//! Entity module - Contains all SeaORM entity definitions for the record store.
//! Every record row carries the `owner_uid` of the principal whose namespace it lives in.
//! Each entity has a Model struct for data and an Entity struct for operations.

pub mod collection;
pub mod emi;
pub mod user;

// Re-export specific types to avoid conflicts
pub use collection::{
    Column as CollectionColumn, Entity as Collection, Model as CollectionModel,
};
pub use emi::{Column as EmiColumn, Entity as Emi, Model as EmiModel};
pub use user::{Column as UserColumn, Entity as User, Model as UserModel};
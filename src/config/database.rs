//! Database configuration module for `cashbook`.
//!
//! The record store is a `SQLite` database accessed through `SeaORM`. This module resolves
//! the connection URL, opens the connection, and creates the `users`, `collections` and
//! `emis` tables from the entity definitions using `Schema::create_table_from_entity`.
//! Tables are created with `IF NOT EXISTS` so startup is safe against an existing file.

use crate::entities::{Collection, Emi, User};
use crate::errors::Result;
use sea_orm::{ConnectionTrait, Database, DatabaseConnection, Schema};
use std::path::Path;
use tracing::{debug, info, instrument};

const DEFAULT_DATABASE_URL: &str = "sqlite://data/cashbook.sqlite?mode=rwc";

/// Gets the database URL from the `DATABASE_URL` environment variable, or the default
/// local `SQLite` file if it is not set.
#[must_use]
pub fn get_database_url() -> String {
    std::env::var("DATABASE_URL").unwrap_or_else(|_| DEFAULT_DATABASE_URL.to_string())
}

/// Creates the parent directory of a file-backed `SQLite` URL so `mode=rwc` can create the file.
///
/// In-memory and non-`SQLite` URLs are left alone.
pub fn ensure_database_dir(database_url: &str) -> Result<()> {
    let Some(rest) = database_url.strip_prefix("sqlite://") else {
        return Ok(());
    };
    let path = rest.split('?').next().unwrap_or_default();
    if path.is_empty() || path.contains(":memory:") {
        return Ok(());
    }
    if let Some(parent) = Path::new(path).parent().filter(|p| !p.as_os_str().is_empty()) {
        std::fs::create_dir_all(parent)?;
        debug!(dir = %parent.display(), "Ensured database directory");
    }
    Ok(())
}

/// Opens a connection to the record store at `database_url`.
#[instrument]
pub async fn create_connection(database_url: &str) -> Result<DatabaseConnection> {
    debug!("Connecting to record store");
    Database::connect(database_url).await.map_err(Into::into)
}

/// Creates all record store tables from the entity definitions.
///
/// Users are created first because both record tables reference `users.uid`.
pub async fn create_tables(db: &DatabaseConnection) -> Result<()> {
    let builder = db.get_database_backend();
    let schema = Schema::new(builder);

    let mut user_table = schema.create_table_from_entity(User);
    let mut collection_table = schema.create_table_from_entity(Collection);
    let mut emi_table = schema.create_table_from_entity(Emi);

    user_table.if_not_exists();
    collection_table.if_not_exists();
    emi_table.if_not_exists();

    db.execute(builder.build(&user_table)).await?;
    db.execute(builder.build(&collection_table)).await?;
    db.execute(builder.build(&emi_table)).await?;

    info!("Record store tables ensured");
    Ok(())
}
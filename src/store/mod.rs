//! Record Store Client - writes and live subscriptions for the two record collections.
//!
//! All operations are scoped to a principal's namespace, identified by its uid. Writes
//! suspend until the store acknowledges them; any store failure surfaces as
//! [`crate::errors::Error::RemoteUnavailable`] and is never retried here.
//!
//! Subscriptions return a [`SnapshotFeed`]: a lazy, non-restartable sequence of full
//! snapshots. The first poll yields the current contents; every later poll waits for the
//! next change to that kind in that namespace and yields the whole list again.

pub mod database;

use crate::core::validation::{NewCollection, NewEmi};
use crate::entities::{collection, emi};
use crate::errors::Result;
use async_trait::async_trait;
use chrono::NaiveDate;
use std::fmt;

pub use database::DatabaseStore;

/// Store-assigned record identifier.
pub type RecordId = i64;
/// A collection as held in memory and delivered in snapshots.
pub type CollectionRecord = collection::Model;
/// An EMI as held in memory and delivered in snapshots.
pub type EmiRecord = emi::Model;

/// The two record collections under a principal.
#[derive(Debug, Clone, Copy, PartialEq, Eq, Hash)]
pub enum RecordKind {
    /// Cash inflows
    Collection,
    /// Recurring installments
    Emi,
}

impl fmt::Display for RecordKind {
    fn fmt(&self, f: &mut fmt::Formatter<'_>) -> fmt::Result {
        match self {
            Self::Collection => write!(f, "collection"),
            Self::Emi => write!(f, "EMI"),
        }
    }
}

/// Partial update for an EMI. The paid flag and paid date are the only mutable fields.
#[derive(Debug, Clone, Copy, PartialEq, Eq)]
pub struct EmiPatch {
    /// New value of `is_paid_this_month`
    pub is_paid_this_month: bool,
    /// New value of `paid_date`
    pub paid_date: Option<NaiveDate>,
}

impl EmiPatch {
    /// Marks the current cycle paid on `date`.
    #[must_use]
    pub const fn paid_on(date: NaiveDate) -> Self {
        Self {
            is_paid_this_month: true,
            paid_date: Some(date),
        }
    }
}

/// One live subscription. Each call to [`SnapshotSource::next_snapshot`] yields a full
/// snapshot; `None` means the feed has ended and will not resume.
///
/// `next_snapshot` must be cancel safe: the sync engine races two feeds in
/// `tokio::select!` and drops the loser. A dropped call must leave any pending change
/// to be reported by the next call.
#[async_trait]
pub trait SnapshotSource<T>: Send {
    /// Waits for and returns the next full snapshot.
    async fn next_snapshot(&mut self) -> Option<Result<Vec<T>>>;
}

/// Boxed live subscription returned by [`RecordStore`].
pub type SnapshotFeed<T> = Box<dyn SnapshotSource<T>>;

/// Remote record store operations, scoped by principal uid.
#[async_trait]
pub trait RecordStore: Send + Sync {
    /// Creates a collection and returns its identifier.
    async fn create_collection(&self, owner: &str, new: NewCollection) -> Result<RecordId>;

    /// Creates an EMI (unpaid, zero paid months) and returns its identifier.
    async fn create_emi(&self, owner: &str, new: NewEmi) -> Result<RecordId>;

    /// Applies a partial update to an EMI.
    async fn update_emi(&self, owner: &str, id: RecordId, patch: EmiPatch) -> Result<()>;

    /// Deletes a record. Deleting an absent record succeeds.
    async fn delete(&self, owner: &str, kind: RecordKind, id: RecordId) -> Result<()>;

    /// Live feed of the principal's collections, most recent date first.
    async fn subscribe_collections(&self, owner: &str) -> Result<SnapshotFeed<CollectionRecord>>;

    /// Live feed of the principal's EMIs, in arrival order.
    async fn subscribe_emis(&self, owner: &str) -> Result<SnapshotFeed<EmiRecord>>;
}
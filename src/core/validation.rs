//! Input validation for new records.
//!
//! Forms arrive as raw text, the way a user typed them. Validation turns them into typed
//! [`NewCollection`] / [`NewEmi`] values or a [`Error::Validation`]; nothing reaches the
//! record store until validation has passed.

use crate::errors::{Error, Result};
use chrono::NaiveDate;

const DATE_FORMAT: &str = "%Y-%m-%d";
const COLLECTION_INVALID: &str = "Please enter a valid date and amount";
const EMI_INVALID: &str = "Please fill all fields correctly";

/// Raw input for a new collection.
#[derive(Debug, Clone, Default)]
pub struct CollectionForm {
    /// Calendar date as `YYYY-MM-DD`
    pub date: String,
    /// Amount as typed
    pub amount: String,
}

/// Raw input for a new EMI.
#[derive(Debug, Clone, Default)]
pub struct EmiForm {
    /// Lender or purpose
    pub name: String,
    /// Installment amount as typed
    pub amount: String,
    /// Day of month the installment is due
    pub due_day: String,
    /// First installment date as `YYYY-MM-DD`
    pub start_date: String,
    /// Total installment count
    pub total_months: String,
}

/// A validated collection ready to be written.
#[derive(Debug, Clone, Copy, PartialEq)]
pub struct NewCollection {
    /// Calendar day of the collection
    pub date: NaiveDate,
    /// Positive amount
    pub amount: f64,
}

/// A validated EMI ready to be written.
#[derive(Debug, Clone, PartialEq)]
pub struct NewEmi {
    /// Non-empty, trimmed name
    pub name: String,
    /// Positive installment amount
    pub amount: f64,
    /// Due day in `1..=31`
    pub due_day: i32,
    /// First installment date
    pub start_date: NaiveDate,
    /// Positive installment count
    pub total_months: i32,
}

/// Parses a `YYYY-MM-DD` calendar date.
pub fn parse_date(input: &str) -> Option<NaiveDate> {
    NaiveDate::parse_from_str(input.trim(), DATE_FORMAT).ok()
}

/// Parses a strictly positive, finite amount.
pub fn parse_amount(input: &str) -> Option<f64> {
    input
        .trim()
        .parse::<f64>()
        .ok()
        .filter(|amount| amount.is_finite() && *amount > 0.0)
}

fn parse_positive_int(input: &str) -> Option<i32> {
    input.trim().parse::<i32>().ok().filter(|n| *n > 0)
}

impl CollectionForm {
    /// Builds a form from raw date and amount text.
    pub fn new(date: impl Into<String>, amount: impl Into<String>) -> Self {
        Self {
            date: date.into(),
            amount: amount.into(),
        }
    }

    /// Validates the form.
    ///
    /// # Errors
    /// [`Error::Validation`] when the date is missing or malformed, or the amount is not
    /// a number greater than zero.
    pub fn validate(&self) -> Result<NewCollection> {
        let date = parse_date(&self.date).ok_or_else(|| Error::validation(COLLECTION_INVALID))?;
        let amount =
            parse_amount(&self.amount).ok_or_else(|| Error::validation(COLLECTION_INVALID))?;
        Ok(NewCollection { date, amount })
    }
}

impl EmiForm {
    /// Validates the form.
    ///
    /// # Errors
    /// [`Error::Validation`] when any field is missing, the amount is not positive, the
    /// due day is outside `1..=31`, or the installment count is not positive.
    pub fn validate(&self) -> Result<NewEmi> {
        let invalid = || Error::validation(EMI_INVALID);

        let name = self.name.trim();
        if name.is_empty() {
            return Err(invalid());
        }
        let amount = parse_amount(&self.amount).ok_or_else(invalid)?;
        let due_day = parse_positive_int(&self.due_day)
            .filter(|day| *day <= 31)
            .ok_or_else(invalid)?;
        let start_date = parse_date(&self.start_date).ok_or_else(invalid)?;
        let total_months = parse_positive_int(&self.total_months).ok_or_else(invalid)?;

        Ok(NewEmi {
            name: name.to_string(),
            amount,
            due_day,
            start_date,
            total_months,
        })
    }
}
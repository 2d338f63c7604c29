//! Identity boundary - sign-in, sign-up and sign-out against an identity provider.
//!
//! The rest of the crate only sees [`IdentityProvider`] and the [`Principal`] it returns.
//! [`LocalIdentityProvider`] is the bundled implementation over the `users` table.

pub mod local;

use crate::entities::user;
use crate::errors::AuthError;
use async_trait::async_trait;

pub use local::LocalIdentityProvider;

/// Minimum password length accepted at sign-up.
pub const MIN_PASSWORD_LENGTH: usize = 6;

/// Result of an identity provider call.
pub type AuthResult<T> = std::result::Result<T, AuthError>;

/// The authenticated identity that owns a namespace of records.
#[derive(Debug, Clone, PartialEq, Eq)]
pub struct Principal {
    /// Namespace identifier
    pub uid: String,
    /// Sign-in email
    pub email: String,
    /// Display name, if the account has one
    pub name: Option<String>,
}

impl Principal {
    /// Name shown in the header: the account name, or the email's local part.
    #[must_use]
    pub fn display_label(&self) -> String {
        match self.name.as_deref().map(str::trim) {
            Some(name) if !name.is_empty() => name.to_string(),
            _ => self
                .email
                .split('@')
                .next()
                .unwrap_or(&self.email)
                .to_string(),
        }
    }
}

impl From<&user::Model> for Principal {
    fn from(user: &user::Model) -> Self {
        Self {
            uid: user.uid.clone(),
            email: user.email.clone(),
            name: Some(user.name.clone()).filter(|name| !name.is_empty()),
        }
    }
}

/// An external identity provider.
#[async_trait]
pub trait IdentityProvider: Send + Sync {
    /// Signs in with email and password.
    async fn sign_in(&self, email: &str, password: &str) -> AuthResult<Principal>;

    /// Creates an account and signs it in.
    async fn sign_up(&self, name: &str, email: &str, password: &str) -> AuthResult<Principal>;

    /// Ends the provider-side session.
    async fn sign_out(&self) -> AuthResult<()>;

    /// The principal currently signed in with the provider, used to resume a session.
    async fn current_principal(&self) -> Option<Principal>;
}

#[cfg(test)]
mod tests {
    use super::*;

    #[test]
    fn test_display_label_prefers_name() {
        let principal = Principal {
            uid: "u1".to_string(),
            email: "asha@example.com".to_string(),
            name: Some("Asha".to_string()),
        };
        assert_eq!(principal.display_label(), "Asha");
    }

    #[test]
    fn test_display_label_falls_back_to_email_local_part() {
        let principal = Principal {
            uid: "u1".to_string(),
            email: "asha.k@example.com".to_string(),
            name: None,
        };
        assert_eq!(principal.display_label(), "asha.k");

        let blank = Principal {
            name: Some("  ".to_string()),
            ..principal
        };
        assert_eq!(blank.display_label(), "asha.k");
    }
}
....................
_Task requirements_: In how many lines of the data does the string "identifier" appear? Only the number should be given.

_Response_: 4